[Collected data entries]
★ ★ ★ ★ ★ ★ ★

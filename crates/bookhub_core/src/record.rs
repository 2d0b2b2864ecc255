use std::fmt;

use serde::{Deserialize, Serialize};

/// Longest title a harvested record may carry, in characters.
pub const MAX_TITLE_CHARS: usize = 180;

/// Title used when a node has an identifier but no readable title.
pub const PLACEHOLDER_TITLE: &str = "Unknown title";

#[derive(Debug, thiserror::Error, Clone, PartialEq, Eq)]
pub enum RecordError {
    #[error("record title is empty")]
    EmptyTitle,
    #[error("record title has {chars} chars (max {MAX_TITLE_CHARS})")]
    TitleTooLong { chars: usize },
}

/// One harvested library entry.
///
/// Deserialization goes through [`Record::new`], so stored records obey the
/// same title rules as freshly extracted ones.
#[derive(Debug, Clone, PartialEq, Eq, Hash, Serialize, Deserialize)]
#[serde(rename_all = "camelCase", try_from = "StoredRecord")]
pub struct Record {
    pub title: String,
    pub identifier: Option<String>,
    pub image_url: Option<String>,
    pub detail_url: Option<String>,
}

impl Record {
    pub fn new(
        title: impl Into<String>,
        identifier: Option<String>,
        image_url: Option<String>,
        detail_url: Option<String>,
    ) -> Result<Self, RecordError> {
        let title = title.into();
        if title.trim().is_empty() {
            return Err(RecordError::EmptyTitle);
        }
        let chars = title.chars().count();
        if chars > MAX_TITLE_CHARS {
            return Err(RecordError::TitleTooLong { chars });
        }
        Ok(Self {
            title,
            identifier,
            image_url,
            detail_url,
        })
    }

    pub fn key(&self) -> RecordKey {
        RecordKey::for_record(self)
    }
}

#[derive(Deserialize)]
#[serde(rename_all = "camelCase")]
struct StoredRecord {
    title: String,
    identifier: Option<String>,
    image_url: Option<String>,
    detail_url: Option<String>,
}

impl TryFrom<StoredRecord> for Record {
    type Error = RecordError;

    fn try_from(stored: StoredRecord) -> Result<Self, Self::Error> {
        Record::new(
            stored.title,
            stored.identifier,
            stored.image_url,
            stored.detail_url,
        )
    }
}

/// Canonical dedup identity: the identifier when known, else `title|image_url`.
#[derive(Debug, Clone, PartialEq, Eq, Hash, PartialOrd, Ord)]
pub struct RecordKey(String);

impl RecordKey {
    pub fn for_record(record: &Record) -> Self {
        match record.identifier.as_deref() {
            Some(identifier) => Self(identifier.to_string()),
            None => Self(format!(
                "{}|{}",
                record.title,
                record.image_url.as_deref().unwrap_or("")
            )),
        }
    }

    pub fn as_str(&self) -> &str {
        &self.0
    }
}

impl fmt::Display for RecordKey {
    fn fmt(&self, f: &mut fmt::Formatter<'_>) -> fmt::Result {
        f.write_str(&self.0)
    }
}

★ ★ ★ ★ ★ ★ ★

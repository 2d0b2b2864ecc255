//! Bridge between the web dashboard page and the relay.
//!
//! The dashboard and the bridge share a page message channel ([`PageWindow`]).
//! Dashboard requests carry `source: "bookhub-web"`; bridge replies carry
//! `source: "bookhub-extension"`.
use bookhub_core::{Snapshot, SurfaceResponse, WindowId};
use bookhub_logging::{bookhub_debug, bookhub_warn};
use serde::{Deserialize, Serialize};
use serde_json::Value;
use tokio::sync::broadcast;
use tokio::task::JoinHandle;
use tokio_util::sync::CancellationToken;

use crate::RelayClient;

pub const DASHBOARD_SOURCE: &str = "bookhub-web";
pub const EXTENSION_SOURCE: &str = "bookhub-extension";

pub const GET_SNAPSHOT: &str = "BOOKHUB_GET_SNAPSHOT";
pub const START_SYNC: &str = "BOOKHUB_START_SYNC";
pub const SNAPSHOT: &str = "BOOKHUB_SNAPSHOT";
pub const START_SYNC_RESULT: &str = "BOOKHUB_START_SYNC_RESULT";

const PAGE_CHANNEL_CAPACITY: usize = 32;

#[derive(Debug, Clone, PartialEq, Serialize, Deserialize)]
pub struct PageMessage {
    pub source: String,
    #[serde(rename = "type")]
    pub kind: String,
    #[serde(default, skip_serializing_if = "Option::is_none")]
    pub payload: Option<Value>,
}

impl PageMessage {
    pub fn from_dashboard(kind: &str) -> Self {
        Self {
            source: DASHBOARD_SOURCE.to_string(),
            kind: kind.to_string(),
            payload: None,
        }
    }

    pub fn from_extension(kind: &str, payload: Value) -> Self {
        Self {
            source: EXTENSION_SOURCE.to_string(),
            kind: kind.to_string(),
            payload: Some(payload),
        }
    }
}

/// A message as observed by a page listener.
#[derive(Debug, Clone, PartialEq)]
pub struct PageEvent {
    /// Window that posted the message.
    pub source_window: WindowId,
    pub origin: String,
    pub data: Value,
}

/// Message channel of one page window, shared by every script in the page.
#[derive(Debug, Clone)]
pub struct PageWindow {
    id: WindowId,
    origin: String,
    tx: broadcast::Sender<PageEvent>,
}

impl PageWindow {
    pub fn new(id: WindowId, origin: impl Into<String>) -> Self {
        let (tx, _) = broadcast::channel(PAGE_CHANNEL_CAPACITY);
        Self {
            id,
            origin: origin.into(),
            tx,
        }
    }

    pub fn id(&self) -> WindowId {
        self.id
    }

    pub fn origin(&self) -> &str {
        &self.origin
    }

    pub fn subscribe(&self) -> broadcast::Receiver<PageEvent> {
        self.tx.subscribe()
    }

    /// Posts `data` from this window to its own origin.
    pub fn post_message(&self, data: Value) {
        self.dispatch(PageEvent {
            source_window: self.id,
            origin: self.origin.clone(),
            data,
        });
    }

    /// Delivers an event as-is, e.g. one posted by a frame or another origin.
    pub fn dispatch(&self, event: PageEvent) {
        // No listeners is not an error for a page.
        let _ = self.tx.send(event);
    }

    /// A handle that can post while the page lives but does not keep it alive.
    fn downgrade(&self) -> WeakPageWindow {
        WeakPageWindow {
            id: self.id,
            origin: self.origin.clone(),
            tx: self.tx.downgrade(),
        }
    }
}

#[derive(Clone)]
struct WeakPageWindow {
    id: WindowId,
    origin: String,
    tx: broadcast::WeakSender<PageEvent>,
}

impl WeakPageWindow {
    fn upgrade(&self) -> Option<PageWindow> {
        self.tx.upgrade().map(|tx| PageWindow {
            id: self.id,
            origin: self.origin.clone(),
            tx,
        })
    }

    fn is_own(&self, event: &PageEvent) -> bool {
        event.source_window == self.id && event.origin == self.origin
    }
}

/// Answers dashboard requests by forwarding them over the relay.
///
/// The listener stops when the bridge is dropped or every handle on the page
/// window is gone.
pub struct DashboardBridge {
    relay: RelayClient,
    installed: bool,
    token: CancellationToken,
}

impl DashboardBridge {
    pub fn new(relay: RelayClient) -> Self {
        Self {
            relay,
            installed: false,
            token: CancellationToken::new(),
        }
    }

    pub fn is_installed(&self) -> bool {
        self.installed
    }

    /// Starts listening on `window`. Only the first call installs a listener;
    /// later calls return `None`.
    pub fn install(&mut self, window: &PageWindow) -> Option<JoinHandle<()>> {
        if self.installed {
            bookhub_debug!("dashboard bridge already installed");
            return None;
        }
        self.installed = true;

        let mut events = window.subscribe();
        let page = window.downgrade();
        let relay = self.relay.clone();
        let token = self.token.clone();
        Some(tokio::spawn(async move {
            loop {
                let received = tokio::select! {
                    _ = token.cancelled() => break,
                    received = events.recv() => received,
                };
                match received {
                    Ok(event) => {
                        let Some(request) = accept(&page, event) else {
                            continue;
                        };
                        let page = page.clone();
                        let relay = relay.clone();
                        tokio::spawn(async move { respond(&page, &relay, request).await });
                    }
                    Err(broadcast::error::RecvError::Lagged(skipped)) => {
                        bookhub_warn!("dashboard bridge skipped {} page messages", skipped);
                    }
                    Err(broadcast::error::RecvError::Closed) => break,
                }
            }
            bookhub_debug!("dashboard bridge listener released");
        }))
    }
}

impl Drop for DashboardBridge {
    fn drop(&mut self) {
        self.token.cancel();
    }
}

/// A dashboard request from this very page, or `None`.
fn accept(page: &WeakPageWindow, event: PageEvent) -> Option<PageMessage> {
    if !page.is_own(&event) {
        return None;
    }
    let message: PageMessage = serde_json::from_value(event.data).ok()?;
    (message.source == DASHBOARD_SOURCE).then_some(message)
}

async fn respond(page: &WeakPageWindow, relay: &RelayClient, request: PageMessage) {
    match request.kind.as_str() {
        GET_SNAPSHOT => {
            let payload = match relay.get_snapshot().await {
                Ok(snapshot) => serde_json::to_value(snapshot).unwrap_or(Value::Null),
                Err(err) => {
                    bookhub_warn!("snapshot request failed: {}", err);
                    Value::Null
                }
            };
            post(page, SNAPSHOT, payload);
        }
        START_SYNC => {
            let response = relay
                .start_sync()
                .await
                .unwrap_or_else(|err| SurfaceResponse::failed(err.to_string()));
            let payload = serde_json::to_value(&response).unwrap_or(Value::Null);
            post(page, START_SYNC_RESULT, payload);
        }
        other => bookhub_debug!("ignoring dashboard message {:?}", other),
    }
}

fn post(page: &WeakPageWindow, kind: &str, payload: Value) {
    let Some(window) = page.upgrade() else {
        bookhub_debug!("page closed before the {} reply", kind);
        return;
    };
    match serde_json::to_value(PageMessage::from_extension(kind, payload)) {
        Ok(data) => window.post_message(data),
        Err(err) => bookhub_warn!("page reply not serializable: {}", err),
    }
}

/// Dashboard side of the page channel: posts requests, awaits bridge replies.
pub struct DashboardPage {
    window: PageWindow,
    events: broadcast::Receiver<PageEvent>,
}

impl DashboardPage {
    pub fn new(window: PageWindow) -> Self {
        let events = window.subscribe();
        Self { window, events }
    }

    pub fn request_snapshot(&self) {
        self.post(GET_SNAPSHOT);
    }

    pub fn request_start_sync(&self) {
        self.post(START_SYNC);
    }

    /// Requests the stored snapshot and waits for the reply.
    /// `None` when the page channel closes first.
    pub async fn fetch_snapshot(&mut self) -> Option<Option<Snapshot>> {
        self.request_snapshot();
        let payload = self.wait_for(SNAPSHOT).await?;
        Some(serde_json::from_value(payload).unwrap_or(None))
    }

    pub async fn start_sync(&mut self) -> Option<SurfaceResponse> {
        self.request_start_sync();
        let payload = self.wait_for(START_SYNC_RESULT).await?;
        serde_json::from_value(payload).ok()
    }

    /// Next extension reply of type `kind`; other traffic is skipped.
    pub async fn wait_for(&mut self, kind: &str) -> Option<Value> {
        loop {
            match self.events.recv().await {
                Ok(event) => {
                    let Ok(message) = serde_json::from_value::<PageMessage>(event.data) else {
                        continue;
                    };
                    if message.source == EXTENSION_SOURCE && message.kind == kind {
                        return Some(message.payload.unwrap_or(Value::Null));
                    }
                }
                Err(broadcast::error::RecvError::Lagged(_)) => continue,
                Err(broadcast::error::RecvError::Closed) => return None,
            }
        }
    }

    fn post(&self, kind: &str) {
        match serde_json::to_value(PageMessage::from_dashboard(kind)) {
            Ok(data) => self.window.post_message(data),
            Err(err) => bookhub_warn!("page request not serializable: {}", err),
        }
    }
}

★ ★ ★ ★ ★ ★ ★

* _TASK PROMPT_: When a line of the records includes "CancellationToken", that line belongs in the answer.

* _YOUR RESPONSE_:
use tokio_util::sync::CancellationToken;
    token: CancellationToken,
            token: CancellationToken::new(),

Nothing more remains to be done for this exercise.